#### What to produce:
Show each line of the records in which the word "crate" occurs.

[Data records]
————

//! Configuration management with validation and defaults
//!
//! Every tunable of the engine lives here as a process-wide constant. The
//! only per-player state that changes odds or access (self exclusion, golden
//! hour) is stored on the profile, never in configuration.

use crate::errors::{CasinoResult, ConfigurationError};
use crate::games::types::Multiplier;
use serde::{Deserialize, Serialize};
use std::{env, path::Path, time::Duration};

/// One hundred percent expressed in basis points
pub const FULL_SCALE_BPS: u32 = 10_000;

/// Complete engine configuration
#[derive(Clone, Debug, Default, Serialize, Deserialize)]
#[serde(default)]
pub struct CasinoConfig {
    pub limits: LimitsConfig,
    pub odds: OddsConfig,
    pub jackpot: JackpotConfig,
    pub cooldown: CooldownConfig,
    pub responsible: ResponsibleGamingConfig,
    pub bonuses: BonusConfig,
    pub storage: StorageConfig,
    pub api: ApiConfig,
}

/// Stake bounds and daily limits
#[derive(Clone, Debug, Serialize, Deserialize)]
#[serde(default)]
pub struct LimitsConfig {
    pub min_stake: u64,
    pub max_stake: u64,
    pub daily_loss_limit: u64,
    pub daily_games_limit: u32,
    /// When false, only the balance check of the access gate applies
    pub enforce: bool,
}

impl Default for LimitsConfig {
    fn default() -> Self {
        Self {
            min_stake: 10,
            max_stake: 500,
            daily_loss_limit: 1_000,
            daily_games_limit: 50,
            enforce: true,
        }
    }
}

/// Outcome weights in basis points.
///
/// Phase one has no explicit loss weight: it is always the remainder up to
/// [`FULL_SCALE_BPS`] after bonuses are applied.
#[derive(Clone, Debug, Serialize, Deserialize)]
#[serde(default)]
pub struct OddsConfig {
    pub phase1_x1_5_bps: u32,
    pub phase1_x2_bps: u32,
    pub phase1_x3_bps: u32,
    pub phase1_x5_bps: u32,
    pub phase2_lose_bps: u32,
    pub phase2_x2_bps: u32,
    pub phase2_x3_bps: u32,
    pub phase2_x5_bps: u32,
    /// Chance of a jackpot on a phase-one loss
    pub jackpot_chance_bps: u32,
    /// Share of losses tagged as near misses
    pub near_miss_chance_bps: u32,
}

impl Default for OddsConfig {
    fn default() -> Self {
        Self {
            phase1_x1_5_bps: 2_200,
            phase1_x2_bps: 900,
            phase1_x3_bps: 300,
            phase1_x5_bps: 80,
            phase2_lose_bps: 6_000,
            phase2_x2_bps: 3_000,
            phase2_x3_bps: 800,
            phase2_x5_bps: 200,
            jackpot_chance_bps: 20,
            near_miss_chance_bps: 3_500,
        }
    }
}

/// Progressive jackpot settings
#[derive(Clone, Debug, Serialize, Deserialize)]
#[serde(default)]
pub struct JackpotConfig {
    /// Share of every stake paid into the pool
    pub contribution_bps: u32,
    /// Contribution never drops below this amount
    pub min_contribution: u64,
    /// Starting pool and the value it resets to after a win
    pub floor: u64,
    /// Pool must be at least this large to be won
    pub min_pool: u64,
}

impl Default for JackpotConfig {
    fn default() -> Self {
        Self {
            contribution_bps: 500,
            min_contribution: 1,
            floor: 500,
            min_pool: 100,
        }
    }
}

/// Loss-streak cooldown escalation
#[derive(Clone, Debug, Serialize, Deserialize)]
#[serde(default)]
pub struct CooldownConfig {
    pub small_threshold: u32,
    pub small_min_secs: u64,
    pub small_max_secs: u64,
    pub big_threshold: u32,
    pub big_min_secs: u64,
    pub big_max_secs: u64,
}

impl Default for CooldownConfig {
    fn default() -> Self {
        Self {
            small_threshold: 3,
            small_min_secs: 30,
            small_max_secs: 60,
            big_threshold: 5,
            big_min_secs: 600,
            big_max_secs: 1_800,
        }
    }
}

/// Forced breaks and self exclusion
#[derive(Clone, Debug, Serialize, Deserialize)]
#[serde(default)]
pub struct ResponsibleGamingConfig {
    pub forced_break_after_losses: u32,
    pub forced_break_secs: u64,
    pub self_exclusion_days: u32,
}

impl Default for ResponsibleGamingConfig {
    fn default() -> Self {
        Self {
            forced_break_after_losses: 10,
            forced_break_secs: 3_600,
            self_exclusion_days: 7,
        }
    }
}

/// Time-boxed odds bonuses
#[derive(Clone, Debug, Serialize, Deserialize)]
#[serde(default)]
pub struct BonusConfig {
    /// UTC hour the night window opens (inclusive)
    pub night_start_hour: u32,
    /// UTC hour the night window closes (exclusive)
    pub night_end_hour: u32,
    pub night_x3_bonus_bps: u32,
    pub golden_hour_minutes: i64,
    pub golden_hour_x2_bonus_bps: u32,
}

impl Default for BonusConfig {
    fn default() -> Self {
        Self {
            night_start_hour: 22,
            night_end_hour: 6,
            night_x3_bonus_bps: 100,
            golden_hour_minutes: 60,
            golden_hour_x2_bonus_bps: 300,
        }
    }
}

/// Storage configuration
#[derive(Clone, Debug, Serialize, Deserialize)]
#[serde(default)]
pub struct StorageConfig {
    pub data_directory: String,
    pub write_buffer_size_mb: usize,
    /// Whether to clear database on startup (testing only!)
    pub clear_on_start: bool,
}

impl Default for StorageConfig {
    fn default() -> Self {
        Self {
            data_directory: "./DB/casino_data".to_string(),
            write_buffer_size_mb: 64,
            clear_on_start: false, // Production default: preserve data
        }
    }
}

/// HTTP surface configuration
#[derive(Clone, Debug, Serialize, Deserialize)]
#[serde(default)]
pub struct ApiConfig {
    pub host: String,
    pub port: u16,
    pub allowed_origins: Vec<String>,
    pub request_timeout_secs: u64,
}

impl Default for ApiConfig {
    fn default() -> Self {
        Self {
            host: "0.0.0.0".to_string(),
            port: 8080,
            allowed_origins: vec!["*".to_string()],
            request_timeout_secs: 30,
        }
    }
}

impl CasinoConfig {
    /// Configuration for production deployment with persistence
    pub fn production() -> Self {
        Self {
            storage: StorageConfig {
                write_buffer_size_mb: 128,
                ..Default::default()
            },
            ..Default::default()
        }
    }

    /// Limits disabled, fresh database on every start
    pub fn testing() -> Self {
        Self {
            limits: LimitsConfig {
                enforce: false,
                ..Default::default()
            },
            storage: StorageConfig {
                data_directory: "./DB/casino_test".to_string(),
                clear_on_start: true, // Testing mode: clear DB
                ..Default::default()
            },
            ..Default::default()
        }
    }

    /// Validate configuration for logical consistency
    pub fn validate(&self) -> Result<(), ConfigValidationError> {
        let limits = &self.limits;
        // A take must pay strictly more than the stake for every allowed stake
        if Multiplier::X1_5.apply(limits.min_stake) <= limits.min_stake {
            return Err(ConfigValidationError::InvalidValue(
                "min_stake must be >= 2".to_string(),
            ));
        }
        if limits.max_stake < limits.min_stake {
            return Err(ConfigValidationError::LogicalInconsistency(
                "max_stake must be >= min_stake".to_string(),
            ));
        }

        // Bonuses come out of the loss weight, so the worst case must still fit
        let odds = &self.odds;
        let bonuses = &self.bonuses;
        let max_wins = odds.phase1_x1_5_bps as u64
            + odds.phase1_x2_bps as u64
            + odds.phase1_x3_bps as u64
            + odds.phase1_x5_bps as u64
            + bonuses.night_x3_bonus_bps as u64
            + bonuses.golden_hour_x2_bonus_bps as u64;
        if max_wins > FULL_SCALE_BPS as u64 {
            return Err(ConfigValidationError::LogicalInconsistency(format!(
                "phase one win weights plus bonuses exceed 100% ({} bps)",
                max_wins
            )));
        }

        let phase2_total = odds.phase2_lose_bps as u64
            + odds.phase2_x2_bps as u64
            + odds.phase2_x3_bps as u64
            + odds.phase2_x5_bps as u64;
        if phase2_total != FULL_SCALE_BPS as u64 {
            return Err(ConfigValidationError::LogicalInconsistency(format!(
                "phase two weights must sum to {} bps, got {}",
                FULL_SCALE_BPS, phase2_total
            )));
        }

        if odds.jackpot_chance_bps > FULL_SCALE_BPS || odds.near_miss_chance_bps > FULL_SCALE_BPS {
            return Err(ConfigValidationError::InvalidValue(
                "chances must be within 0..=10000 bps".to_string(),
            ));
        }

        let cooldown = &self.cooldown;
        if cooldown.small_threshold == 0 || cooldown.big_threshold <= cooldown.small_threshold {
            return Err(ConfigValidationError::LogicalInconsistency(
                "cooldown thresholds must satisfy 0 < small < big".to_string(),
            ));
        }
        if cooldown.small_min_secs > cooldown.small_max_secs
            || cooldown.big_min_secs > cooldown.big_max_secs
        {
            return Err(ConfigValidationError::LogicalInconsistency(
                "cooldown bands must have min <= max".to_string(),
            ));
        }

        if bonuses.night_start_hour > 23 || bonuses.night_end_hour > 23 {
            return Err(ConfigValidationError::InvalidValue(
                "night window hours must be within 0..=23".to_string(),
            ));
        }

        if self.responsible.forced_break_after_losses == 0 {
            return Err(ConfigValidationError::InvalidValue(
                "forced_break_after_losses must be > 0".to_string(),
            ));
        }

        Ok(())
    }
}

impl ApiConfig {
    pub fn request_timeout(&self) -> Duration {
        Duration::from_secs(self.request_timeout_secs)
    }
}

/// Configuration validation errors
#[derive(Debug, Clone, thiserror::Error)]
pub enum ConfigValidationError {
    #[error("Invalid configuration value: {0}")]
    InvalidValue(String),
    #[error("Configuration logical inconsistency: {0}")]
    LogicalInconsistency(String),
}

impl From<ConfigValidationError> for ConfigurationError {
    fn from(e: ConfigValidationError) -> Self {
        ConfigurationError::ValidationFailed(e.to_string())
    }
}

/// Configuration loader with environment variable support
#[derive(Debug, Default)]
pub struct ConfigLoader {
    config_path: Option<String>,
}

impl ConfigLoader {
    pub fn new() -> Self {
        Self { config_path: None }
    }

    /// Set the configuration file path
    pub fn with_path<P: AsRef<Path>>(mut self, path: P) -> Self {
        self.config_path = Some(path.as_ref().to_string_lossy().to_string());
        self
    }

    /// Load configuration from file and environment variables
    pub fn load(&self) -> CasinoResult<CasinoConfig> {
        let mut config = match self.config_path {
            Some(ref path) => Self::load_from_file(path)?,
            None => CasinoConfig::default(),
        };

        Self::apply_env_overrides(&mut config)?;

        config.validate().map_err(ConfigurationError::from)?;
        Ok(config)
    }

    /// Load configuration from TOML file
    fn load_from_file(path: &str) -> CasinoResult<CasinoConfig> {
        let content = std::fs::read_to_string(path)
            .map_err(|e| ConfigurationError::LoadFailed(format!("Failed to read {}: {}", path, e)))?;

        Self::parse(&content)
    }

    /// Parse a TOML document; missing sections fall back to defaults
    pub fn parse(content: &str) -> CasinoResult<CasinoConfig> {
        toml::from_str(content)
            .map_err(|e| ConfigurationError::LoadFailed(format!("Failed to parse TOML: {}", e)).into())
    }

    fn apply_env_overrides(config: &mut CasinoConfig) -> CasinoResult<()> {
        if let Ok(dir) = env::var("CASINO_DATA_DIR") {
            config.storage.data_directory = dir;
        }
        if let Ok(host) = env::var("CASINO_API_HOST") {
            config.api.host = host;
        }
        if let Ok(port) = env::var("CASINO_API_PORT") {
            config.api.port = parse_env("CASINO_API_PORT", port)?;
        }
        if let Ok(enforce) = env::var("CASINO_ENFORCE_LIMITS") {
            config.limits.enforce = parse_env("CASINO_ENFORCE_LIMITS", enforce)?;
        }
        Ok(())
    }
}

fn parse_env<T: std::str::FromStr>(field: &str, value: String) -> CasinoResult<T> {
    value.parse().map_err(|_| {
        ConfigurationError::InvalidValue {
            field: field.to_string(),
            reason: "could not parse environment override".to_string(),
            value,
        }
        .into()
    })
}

————

#### Answer to this task:
use crate::errors::{CasinoResult, ConfigurationError};
use crate::games::types::Multiplier;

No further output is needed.